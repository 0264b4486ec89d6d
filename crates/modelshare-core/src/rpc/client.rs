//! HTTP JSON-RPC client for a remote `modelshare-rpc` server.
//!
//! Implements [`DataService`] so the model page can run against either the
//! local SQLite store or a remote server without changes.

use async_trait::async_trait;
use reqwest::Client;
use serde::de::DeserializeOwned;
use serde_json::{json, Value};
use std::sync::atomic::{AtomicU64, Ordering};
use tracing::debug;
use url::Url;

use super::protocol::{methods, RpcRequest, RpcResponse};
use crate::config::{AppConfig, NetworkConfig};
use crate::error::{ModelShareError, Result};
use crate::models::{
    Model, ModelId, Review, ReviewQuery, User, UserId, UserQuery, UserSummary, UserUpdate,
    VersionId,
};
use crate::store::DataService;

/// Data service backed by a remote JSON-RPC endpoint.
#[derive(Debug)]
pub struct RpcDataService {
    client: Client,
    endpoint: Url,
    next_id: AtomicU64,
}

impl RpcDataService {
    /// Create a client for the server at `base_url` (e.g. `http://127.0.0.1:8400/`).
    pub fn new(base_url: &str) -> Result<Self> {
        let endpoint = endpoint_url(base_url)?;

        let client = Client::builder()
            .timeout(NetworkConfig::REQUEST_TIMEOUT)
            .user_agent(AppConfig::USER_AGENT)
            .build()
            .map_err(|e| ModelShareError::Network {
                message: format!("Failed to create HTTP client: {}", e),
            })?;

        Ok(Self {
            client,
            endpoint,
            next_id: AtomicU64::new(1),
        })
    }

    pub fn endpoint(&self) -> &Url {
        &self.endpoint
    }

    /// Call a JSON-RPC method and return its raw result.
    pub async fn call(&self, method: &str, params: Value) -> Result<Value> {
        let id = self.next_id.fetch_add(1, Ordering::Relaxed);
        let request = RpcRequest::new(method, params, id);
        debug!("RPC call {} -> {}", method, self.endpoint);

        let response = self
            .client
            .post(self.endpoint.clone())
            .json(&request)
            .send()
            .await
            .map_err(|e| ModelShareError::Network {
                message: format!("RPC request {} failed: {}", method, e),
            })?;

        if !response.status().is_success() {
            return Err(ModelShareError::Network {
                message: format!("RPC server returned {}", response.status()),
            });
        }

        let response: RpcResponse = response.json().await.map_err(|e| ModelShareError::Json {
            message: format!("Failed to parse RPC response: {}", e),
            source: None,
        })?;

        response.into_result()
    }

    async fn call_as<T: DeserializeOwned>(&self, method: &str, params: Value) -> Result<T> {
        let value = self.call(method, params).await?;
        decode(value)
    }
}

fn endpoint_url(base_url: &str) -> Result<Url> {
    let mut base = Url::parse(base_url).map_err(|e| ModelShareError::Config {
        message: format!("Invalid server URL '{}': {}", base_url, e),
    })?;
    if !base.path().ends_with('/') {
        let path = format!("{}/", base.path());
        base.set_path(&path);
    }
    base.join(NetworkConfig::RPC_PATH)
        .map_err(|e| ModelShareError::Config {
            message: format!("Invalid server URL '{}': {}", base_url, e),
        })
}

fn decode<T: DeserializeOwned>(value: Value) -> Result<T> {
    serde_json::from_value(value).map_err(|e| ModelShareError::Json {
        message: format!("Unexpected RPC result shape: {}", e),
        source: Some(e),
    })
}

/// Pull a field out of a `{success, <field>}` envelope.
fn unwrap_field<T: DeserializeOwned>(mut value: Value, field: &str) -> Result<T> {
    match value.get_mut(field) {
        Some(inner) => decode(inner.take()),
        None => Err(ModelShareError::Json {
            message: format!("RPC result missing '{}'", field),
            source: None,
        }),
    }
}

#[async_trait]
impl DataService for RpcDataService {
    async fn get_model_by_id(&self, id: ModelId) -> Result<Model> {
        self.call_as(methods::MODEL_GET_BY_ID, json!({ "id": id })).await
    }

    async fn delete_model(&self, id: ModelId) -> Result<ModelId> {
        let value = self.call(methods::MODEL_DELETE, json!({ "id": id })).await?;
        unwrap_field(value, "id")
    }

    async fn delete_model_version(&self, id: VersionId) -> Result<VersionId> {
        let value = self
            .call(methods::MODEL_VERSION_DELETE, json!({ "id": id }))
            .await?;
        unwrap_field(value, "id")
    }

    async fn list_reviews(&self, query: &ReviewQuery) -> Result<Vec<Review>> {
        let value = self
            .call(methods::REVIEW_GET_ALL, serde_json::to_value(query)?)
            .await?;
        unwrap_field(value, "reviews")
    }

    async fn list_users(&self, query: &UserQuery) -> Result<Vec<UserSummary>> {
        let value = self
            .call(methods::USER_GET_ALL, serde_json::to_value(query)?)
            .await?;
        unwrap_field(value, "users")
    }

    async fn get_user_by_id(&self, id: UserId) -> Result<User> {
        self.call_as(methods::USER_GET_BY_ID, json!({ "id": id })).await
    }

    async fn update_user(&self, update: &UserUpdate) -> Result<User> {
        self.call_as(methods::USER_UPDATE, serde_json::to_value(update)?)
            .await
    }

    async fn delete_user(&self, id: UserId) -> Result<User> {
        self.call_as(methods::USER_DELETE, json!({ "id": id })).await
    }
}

*-*-*

What is expected:
In the records above, find each line with the string "Some" and list it.

Finished exercise:
        source: Some(e),
        Some(inner) => decode(inner.take()),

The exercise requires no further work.